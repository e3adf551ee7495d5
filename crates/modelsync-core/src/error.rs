//! Error types for modelsync core.

use thiserror::Error;

/// Errors raised while parsing core value types from their stored form.
#[derive(Debug, Error, PartialEq, Eq)]
pub enum CoreError {
    #[error("unknown entity kind: {0}")]
    InvalidEntityKind(String),

    #[error("unknown sync status: {0}")]
    InvalidSyncStatus(String),

    #[error("invalid content hash: {0}")]
    InvalidHash(String),
}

__YOUR GOAL__. All of the lines above should be returned exactly as written.

__ANSWER FOR THE TASK__.
repository e3adf551ee7495d5
filename crates/modelsync-core/src/error.rs
//! Error types for modelsync core.

use thiserror::Error;

/// Errors raised while parsing core value types from their stored form.
#[derive(Debug, Error, PartialEq, Eq)]
pub enum CoreError {
    #[error("unknown entity kind: {0}")]
    InvalidEntityKind(String),

    #[error("unknown sync status: {0}")]
    InvalidSyncStatus(String),

    #[error("invalid content hash: {0}")]
    InvalidHash(String),
}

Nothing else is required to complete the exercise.